Architectural shape¶
Requires a proxy layer in front of the database that:
- Terminates the client connection protocol (MySQL wire, Postgres wire, HTTP, etc).
- Can hold inbound queries in a queue per logical keyspace / table / route with bounded memory and a bounded time budget.
- Can be told atomically to re-route queries from route A to route B.
- Releases the buffered queries against the new route once the cutover completes.

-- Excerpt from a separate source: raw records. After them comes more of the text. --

use crate::tool::{Tool, ToolDescriptor, ToolOutcome, ToolReport};
use nanoswarm_core::ToolCall;
use std::collections::HashMap;
use std::sync::Arc;
use std::time::Instant;
use tracing::{debug, info, warn};

/// Error code for a call naming a tool that is not registered.
pub const TOOL_NOT_FOUND: &str = "tool_not_found";
/// Error code for arguments that are not a JSON object.
pub const INVALID_ARGUMENTS: &str = "invalid_arguments";

/// Central registry for all available tools.
pub struct ToolRegistry {
    tools: HashMap<String, Arc<dyn Tool>>,
}

impl ToolRegistry {
    /// An empty registry.
    pub fn new() -> Self {
        Self {
            tools: HashMap::new(),
        }
    }

    /// Registers a tool, replacing any tool with the same name.
    pub fn register(&mut self, tool: Arc<dyn Tool>) {
        let name = tool.descriptor().name.clone();
        info!(tool = %name, "Registered tool");
        self.tools.insert(name, tool);
    }

    /// Looks up a tool by name.
    pub fn get(&self, name: &str) -> Option<&Arc<dyn Tool>> {
        self.tools.get(name)
    }

    /// All descriptors, sorted by name so schemas are stable across calls.
    pub fn list_descriptors(&self) -> Vec<&ToolDescriptor> {
        let mut out: Vec<_> = self.tools.values().map(|t| t.descriptor()).collect();
        out.sort_by(|a, b| a.name.cmp(&b.name));
        out
    }

    /// Number of registered tools.
    pub fn len(&self) -> usize {
        self.tools.len()
    }

    /// Whether no tools are registered.
    pub fn is_empty(&self) -> bool {
        self.tools.is_empty()
    }

    /// Runs a model-requested call. Never fails: an unknown tool or bad
    /// arguments come back as a [`ToolOutcome::Failure`].
    pub async fn dispatch(&self, call: &ToolCall) -> ToolReport {
        let start = Instant::now();
        let outcome = match self.tools.get(&call.name) {
            None => {
                warn!(tool = %call.name, call_id = %call.id, "Unknown tool requested");
                ToolOutcome::failed(format!("Unknown tool: {}", call.name), TOOL_NOT_FOUND)
            }
            Some(tool) => match &call.arguments {
                serde_json::Value::Object(_) => tool.run(&call.arguments).await,
                serde_json::Value::Null => {
                    tool.run(&serde_json::Value::Object(serde_json::Map::new()))
                        .await
                }
                serde_json::Value::String(raw) => ToolOutcome::failed(
                    format!("Invalid tool arguments JSON: {raw}"),
                    INVALID_ARGUMENTS,
                ),
                other => ToolOutcome::failed(
                    format!("Tool arguments must be a JSON object, got: {other}"),
                    INVALID_ARGUMENTS,
                ),
            },
        };
        let duration_ms = start.elapsed().as_millis() as u64;
        debug!(
            tool = %call.name,
            call_id = %call.id,
            success = outcome.is_success(),
            duration_ms,
            "Tool dispatched"
        );
        ToolReport {
            tool_name: call.name.clone(),
            call_id: call.id.clone(),
            outcome,
            duration_ms,
        }
    }
}

impl Default for ToolRegistry {
    fn default() -> Self {
        Self::new()
    }
}

#[cfg(test)]
#[allow(clippy::unwrap_used, clippy::expect_used)]
mod tests {
    use super::*;
    use async_trait::async_trait;
    use serde_json::json;

    struct Echo {
        descriptor: ToolDescriptor,
    }

    impl Echo {
        fn new() -> Self {
            Self {
                descriptor: ToolDescriptor {
                    name: "echo".into(),
                    description: "Echo the text argument".into(),
                    parameters_schema: json!({"type": "object"}),
                },
            }
        }
    }

    #[async_trait]
    impl Tool for Echo {
        fn descriptor(&self) -> &ToolDescriptor {
            &self.descriptor
        }

        async fn run(&self, args: &serde_json::Value) -> ToolOutcome {
            match args["text"].as_str() {
                Some(t) => ToolOutcome::ok(t),
                None => ToolOutcome::failed("missing 'text'", "invalid_arguments"),
            }
        }
    }

    fn registry() -> ToolRegistry {
        let mut r = ToolRegistry::new();
        r.register(Arc::new(Echo::new()));
        r
    }

    #[tokio::test]
    async fn test_dispatch_known_tool() {
        let report = registry()
            .dispatch(&ToolCall::new("c1", "echo", json!({"text": "hi"})))
            .await;
        assert!(report.success());
        assert_eq!(report.outcome.output(), "hi");
        assert_eq!(report.call_id, "c1");
    }

    #[tokio::test]
    async fn test_unknown_tool_is_structured_failure() {
        let report = registry()
            .dispatch(&ToolCall::new("c2", "teleport", json!({})))
            .await;
        assert!(!report.success());
        assert_eq!(report.outcome.output(), "Unknown tool: teleport");
        assert_eq!(report.outcome.error(), Some(TOOL_NOT_FOUND));
    }

    #[tokio::test]
    async fn test_unparseable_arguments() {
        let report = registry()
            .dispatch(&ToolCall::new("c3", "echo", json!("{\"text\":")))
            .await;
        assert_eq!(report.outcome.error(), Some(INVALID_ARGUMENTS));
        assert!(report.outcome.output().starts_with("Invalid tool arguments JSON"));
    }

    #[tokio::test]
    async fn test_null_arguments_become_empty_object() {
        let report = registry()
            .dispatch(&ToolCall::new("c4", "echo", serde_json::Value::Null))
            .await;
        assert_eq!(report.outcome.output(), "missing 'text'");
    }

    #[test]
    fn test_descriptors_sorted() {
        let r = registry();
        assert_eq!(r.len(), 1);
        assert!(!r.is_empty());
        assert_eq!(r.list_descriptors()[0].name, "echo");
        assert!(r.get("echo").is_some());
        assert!(r.get("nope").is_none());
    }
}
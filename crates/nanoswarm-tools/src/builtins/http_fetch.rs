use crate::tool::{Tool, ToolDescriptor, ToolOutcome};
use async_trait::async_trait;
use nanoswarm_core::{truncate_with_marker, SwarmError, SwarmResult};
use regex::Regex;
use std::net::IpAddr;
use std::time::Duration;
use tracing::info;

/// Bodies longer than this are cut before being handed to the model.
pub const MAX_CONTENT_CHARS: usize = 8000;

/// HTTP fetch tool. GET or POST a URL and return its (text) body.
pub struct HttpFetchTool {
    descriptor: ToolDescriptor,
    client: reqwest::Client,
    allow_private_hosts: bool,
    script_re: Regex,
    tag_re: Regex,
    space_re: Regex,
}

impl HttpFetchTool {
    /// Builds the tool with the given per-request timeout.
    pub fn new(timeout: Duration) -> SwarmResult<Self> {
        let client = reqwest::Client::builder()
            .timeout(timeout)
            .redirect(reqwest::redirect::Policy::limited(5))
            .user_agent(concat!("nanoswarm/", env!("CARGO_PKG_VERSION")))
            .build()
            .map_err(|e| SwarmError::Tool(format!("Failed to create HTTP client: {e}")))?;
        let compile =
            |p: &str| Regex::new(p).map_err(|e| SwarmError::Tool(format!("bad pattern {p}: {e}")));

        Ok(Self {
            descriptor: ToolDescriptor {
                name: "http_fetch".to_string(),
                description: "Fetch content from a URL via HTTP GET or POST. HTML is reduced to text."
                    .to_string(),
                parameters_schema: serde_json::json!({
                    "type": "object",
                    "properties": {
                        "url": {
                            "type": "string",
                            "description": "The URL to fetch"
                        },
                        "method": {
                            "type": "string",
                            "enum": ["GET", "POST"],
                            "description": "HTTP method (default: GET)"
                        },
                        "headers": {
                            "type": "object",
                            "description": "Optional HTTP headers as key-value pairs"
                        },
                        "body": {
                            "type": "string",
                            "description": "Optional request body (for POST)"
                        }
                    },
                    "required": ["url"]
                }),
            },
            client,
            allow_private_hosts: false,
            script_re: compile(r"(?is)<(script|style)[^>]*>.*?</(script|style)>")?,
            tag_re: compile(r"(?s)<[^>]+>")?,
            space_re: compile(r"\s{2,}")?,
        })
    }

    /// Permits requests to loopback and private-network hosts.
    pub fn allow_private_hosts(mut self, allow: bool) -> Self {
        self.allow_private_hosts = allow;
        self
    }

    fn strip_html(&self, html: &str) -> String {
        let no_scripts = self.script_re.replace_all(html, " ");
        let no_tags = self.tag_re.replace_all(&no_scripts, " ");
        self.space_re.replace_all(&no_tags, " ").trim().to_string()
    }
}

#[async_trait]
impl Tool for HttpFetchTool {
    fn descriptor(&self) -> &ToolDescriptor {
        &self.descriptor
    }

    async fn run(&self, args: &serde_json::Value) -> ToolOutcome {
        let url = args["url"].as_str().unwrap_or_default();
        if url.is_empty() {
            return ToolOutcome::failed("Empty URL", "invalid_arguments");
        }

        let parsed = match reqwest::Url::parse(url) {
            Ok(u) => u,
            Err(e) => return ToolOutcome::failed(format!("Invalid URL '{url}': {e}"), "invalid_url"),
        };

        match parsed.scheme() {
            "http" | "https" => {}
            scheme => {
                return ToolOutcome::failed(
                    format!("Unsupported scheme '{scheme}'. Only http/https allowed."),
                    "invalid_url",
                )
            }
        }

        if let Some(host) = parsed.host_str() {
            if !self.allow_private_hosts && is_private_host(host) {
                return ToolOutcome::failed(
                    format!("Access denied: '{host}' is a private/internal address"),
                    "blocked_host",
                );
            }
        }

        let method = args["method"].as_str().unwrap_or("GET").to_uppercase();
        info!(url = %url, method = %method, "HTTP fetch");

        let mut request = match method.as_str() {
            "GET" => self.client.get(parsed),
            "POST" => self.client.post(parsed),
            _ => {
                return ToolOutcome::failed(
                    format!("Unsupported method '{method}'. Use GET or POST."),
                    "invalid_arguments",
                )
            }
        };

        if let Some(headers) = args["headers"].as_object() {
            for (key, value) in headers {
                if let Some(v) = value.as_str() {
                    request = request.header(key.as_str(), v);
                }
            }
        }
        if method == "POST" {
            if let Some(body) = args["body"].as_str() {
                request = request.body(body.to_string());
            }
        }

        let response = match request.send().await {
            Ok(r) => r,
            Err(e) if e.is_timeout() => {
                return ToolOutcome::failed(format!("HTTP request timed out: {e}"), "timeout")
            }
            Err(e) => return ToolOutcome::failed(format!("HTTP request failed: {e}"), "http_error"),
        };

        let status = response.status();
        let is_html = response
            .headers()
            .get(reqwest::header::CONTENT_TYPE)
            .and_then(|v| v.to_str().ok())
            .is_some_and(|ct| ct.contains("html"));

        let body = match response.text().await {
            Ok(b) => b,
            Err(e) => {
                return ToolOutcome::failed(format!("Failed to read response body: {e}"), "http_error")
            }
        };
        let text = if is_html { self.strip_html(&body) } else { body };
        let text = truncate_with_marker(&text, MAX_CONTENT_CHARS);

        if status.is_success() {
            ToolOutcome::ok(format!("HTTP {} from {url}:\n\n{text}", status.as_u16()))
        } else {
            ToolOutcome::failed(
                format!("HTTP {} from {url}:\n\n{text}", status.as_u16()),
                format!("http_{}", status.as_u16()),
            )
        }
    }
}

/// Whether `host` names a loopback, private, link-local or internal address.
fn is_private_host(host: &str) -> bool {
    let host = host.trim_start_matches('[').trim_end_matches(']');
    if let Ok(ip) = host.parse::<IpAddr>() {
        return match ip {
            IpAddr::V4(v4) => {
                v4.is_loopback()
                    || v4.is_private()
                    || v4.is_link_local()
                    || v4.is_unspecified()
                    || v4.is_broadcast()
            }
            IpAddr::V6(v6) => v6.is_loopback() || v6.is_unspecified() || (v6.segments()[0] & 0xfe00) == 0xfc00,
        };
    }
    let lower = host.to_ascii_lowercase();
    lower == "localhost"
        || lower.ends_with(".localhost")
        || lower.ends_with(".local")
        || lower.ends_with(".internal")
}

The proxy usually has its own health-and-timeout guarantees — if the cutover takes too long, buffered queries are either released against the old backend (abort cutover) or timed out cleanly with an error (explicit abort).
Canonical wiki instances¶
-
Vitess / VTGate — VTGate Buffering is the canonical implementation. Used during
MoveTables SwitchTrafficcutover: writes on source keyspace are stopped, queries buffer in VTGate, replication catches up fully, routing rules flip, buffered queries execute against the new keyspace. "The query buffering done here is the last part that allows the entire migration to be done without any downtime." (Source: sources/2026-02-16-planetscale-zero-downtime-migrations-at-petabyte-scale.) Also used during planned primary failover inside a Vitess keyspace — a connection-bearing reparent. Typical cutover takes "less than 1 second." -
PlanetScale for Postgres proxy layer — PlanetScale's proprietary Postgres proxy provides "automatic failovers, query buffering, and connection pooling via our proprietary proxy layer, which includes PgBouncer for connection pooling." (Source: sources/2025-07-01-planetscale-planetscale-for-postgres.) Same shape as VTGate buffering, different engine — the proxy layer buffers queries during automatic failovers so clients don't see errors even when the primary is being swapped.
Seen in¶
- sources/2026-02-16-planetscale-zero-downtime-migrations-at-petabyte-scale
— canonical wiki description of VTGate's role as the
query-buffering proxy during
MoveTables SwitchTrafficcutover. Explicitly identified as "the last part that allows the entire migration to be done without any downtime." Buffered queries are executed against the new keyspace immediately after the routing-rule swap completes. - sources/2025-07-01-planetscale-planetscale-for-postgres — companion use case on the Postgres side: PlanetScale's proprietary proxy buffers queries during automatic failovers so clients don't see the primary swap as an error. Same pattern, different engine substrate.